### DATA TO EXAMINE
——
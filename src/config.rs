use serde::{Deserialize, Serialize};
use std::env;
use thiserror::Error;
use validator::Validate;

/// Configuration errors
#[derive(Error, Debug)]
pub enum ConfigError {
    #[error("Parse error for {field}: {value} - {source}")]
    Parse {
        field: String,
        value: String,
        source: Box<dyn std::error::Error + Send + Sync>,
    },

    #[error("Validation error: {0}")]
    Validation(#[from] validator::ValidationErrors),
}

/// Planner configuration with validation
#[derive(Clone, Debug, Validate, Serialize, Deserialize, PartialEq)]
#[serde(default)]
pub struct PlannerConfig {
    /// Property forced into every explicit projection so rows can be hydrated
    /// back into entities. Entities may override it in the catalog.
    #[validate(length(min = 1, message = "Identifier property cannot be empty"))]
    pub identifier_property: String,

    /// Alias given to the root entity of a plan
    #[validate(length(min = 1, message = "Root alias cannot be empty"))]
    pub root_alias: String,

    /// Maximum nesting depth accepted for an explicit selection (1-256)
    #[validate(range(
        min = 1,
        max = 256,
        message = "Max selection depth must be between 1 and 256"
    ))]
    pub max_selection_depth: u32,
}

impl Default for PlannerConfig {
    fn default() -> Self {
        Self {
            identifier_property: "id".to_string(),
            root_alias: "root".to_string(),
            max_selection_depth: 32,
        }
    }
}

impl PlannerConfig {
    /// Create configuration from environment variables with validation
    pub fn from_env() -> Result<Self, ConfigError> {
        let config = Self {
            identifier_property: env::var("SELECTION_PLANNER_IDENTIFIER")
                .unwrap_or_else(|_| "id".to_string()),
            root_alias: env::var("SELECTION_PLANNER_ROOT_ALIAS")
                .unwrap_or_else(|_| "root".to_string()),
            max_selection_depth: parse_env_var("SELECTION_PLANNER_MAX_DEPTH", "32")?,
        };

        config.validate()?;
        Ok(config)
    }

    /// Create configuration from YAML file
    pub fn from_yaml_file<P: AsRef<std::path::Path>>(path: P) -> Result<Self, ConfigError> {
        let content = std::fs::read_to_string(path).map_err(|e| ConfigError::Parse {
            field: "yaml_file".to_string(),
            value: "file read failed".to_string(),
            source: Box::new(e),
        })?;

        let config: Self = serde_yaml::from_str(&content).map_err(|e| ConfigError::Parse {
            field: "yaml_content".to_string(),
            value: content,
            source: Box::new(e),
        })?;

        config.validate()?;
        Ok(config)
    }
}

/// Parse an environment variable with a default value
fn parse_env_var<T: std::str::FromStr>(key: &str, default: &str) -> Result<T, ConfigError>
where
    T::Err: std::error::Error + Send + Sync + 'static,
{
    let value = env::var(key).unwrap_or_else(|_| default.to_string());
    value.parse().map_err(|e| ConfigError::Parse {
        field: key.to_string(),
        value,
        source: Box::new(e),
    })
}
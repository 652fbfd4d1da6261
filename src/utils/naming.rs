//! Alias and storage-name conventions for projection plans.
//!
//! Every node in the join tree is identified by an alias path. Child aliases are
//! derived from the parent alias and the relation property, and projected columns
//! are aliased from the node alias and the column's storage name.
//!
//! ## Format
//! - source reference: `{alias}.{property}`
//! - column output alias: `{alias}_{storage_name}`
//! - child alias: `{alias}_{relation}`
//!
//! ## Examples
//! - `("user", "first_name")` → column alias `"user_first_name"`
//! - `("user", "posts")` → child alias `"user_posts"`

/// Convert a property name to its lower-snake storage form.
///
/// An underscore is inserted before an uppercase letter that follows a lowercase
/// letter or digit, and before the last uppercase letter of an acronym that is
/// followed by a lowercase letter.
///
/// # Examples
/// ```
/// use selection_planner::utils::naming::snake_case;
///
/// assert_eq!(snake_case("firstName"), "first_name");
/// assert_eq!(snake_case("userID"), "user_id");
/// assert_eq!(snake_case("HTMLParser"), "html_parser");
/// assert_eq!(snake_case("created_at"), "created_at");
/// ```
pub fn snake_case(s: &str) -> String {
    let chars: Vec<char> = s.chars().collect();
    let mut result = String::with_capacity(s.len() + 4);

    for (i, &c) in chars.iter().enumerate() {
        if c.is_uppercase() && i > 0 {
            let prev = chars[i - 1];
            let next_is_lower = chars.get(i + 1).is_some_and(|n| n.is_lowercase());
            if prev.is_lowercase()
                || prev.is_ascii_digit()
                || (prev.is_uppercase() && next_is_lower)
            {
                result.push('_');
            }
        }
        result.extend(c.to_lowercase());
    }

    result
}

/// Qualified reference to a property of an aliased source: `{alias}.{property}`.
pub fn source_reference(alias: &str, property: &str) -> String {
    format!("{alias}.{property}")
}

/// Output alias for a projected column: `{alias}_{storage_name}`.
///
/// # Examples
/// ```
/// use selection_planner::utils::naming::column_alias;
///
/// assert_eq!(column_alias("root", "id"), "root_id");
/// assert_eq!(column_alias("root_posts", "published_at"), "root_posts_published_at");
/// ```
pub fn column_alias(alias: &str, storage_name: &str) -> String {
    format!("{alias}_{storage_name}")
}

/// Alias for the node reached through a relation: `{alias}_{relation}`.
///
/// The relation property is kept verbatim so that the alias path mirrors the
/// request path.
pub fn child_alias(alias: &str, relation: &str) -> String {
    format!("{alias}_{relation}")
}
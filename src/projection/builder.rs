//! Relational projection builder
//!
//! Compiles a [`SelectionTree`] against entity metadata into a
//! [`ProjectionState`]. Two modes, chosen by the selection:
//!
//! - **Explicit**: project only the requested columns (plus the identifier),
//!   left join only the requested relations, and recurse into each with its
//!   nested selection.
//! - **Full select**: walk every relation reachable from the entity. Relations
//!   with an inverse are joined and recursed into once; re-entering a traversed
//!   pair emits a plain alias projection instead. Relations without an inverse
//!   project the foreign key under the child alias.

use crate::config::PlannerConfig;
use crate::entity_catalog::{EntityCatalog, RelationMetadata};
use crate::selection::SelectionTree;
use crate::utils::naming::{child_alias, column_alias, snake_case};

use super::errors::PlanError;
use super::state::ProjectionState;
use super::visited::VisitedRelations;

/// What to project for one entity node
#[derive(Debug, Clone, Copy)]
pub enum Selection<'s> {
    /// No explicit selection: everything reachable
    All,
    Fields(&'s SelectionTree),
}

impl<'s> Selection<'s> {
    /// An empty tree selects nothing explicitly and therefore means [`Selection::All`].
    pub fn from_tree(tree: &'s SelectionTree) -> Self {
        if tree.is_empty() {
            Selection::All
        } else {
            Selection::Fields(tree)
        }
    }
}

impl<'s> From<Option<&'s SelectionTree>> for Selection<'s> {
    fn from(tree: Option<&'s SelectionTree>) -> Self {
        tree.map_or(Selection::All, Selection::from_tree)
    }
}

pub struct ProjectionBuilder<'c, C: EntityCatalog + ?Sized> {
    catalog: &'c C,
    identifier_property: String,
}

impl<'c, C: EntityCatalog + ?Sized> ProjectionBuilder<'c, C> {
    pub fn new(catalog: &'c C) -> Self {
        Self::with_config(catalog, &PlannerConfig::default())
    }

    pub fn with_config(catalog: &'c C, config: &PlannerConfig) -> Self {
        Self {
            catalog,
            identifier_property: config.identifier_property.clone(),
        }
    }

    /// Compile `selection` for `entity_type` into a fresh plan rooted at `alias`.
    pub fn build(
        &self,
        entity_type: &str,
        selection: Selection<'_>,
        alias: &str,
    ) -> Result<ProjectionState, PlanError> {
        let mut state = ProjectionState::new();
        self.project(entity_type, selection, alias, &mut state, None)?;
        log::debug!(
            "planned `{}` as `{}`: {} projections, {} joins, {} from sources",
            entity_type,
            alias,
            state.projections().len(),
            state.joins().len(),
            state.from_sources().len()
        );
        Ok(state)
    }

    /// Append the projection of `selection` for `entity_type` at `alias` to `state`.
    ///
    /// `visited` is only used in full-select mode; when absent a new set is
    /// created for the traversal that starts here.
    pub fn project<'st>(
        &self,
        entity_type: &str,
        selection: Selection<'_>,
        alias: &str,
        state: &'st mut ProjectionState,
        visited: Option<&mut VisitedRelations>,
    ) -> Result<&'st mut ProjectionState, PlanError> {
        match selection {
            Selection::Fields(tree) if !tree.is_empty() => {
                self.select_fields(entity_type, tree, alias, state)?;
            }
            _ => match visited {
                Some(visited) => self.select_all(entity_type, alias, state, visited)?,
                None => {
                    let mut visited = VisitedRelations::new();
                    self.select_all(entity_type, alias, state, &mut visited)?;
                }
            },
        }
        Ok(state)
    }

    fn select_fields(
        &self,
        entity_type: &str,
        tree: &SelectionTree,
        alias: &str,
        state: &mut ProjectionState,
    ) -> Result<(), PlanError> {
        let meta = self.catalog.entity(entity_type)?;
        let identifier = meta.identifier().unwrap_or(self.identifier_property.as_str());

        let columns: Vec<_> = meta
            .columns()
            .iter()
            .filter(|column| tree.contains(&column.property_name))
            .collect();

        // Hydration needs the identifier even when it was not requested
        if !columns.iter().any(|column| column.property_name == identifier) {
            let storage_name = meta
                .column(identifier)
                .map(|column| column.storage_name.clone())
                .unwrap_or_else(|| snake_case(identifier));
            log::trace!("adding identifier `{}` to `{}`", identifier, alias);
            state.add_select(alias, identifier, column_alias(alias, &storage_name));
        }

        for column in columns {
            state.add_select(
                alias,
                &column.property_name,
                column_alias(alias, &column.storage_name),
            );
        }

        for relation in meta.relations() {
            let Some(node) = tree.get(&relation.property_name) else {
                continue;
            };
            let child = child_alias(alias, &relation.property_name);
            log::debug!(
                "joining `{}` as `{}` for selection of {}",
                relation.id(),
                child,
                relation.target
            );
            state.left_join(alias, &relation.property_name, &child);
            self.project(
                relation.inverse_entity_type(),
                Selection::from_tree(&node.children),
                &child,
                state,
                None,
            )?;
        }

        Ok(())
    }

    fn select_all(
        &self,
        entity_type: &str,
        alias: &str,
        state: &mut ProjectionState,
        visited: &mut VisitedRelations,
    ) -> Result<(), PlanError> {
        let meta = self.catalog.entity(entity_type)?;

        for relation in meta.relations() {
            let child = child_alias(alias, &relation.property_name);

            if !relation.is_bidirectional() {
                state.add_select(alias, &relation.property_name, child);
                continue;
            }

            if is_reentry(relation, visited) {
                log::debug!("relation `{}` already traversed, selecting `{}`", relation.id(), alias);
                state.add_select_entity(alias);
                continue;
            }

            visited.insert(relation.id());
            state.add_from(&relation.target, relation.inverse_entity_type());
            state.left_join(alias, &relation.property_name, &child);
            self.select_all(relation.inverse_entity_type(), &child, state, visited)?;
        }

        Ok(())
    }
}

/// A bidirectional relation re-enters the walk when it has been traversed
/// itself, or, for pairs spanning two entity types, when its inverse has.
///
/// A self-referencing pair (manager/reports on one entity) reaches a new level
/// of the hierarchy through the inverse, so only the relation itself is checked.
fn is_reentry(relation: &RelationMetadata, visited: &VisitedRelations) -> bool {
    if visited.contains(&relation.id()) {
        return true;
    }
    relation.target != relation.entity
        && relation
            .inverse_id()
            .is_some_and(|inverse| visited.contains(&inverse))
}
——
### REQUIRED WORK
Copy out, from the data above, each line where the string "iter" is present.

### TASK ANSWER
    for (i, &c) in chars.iter().enumerate() {
            .iter()
        if !columns.iter().any(|column| column.property_name == identifier) {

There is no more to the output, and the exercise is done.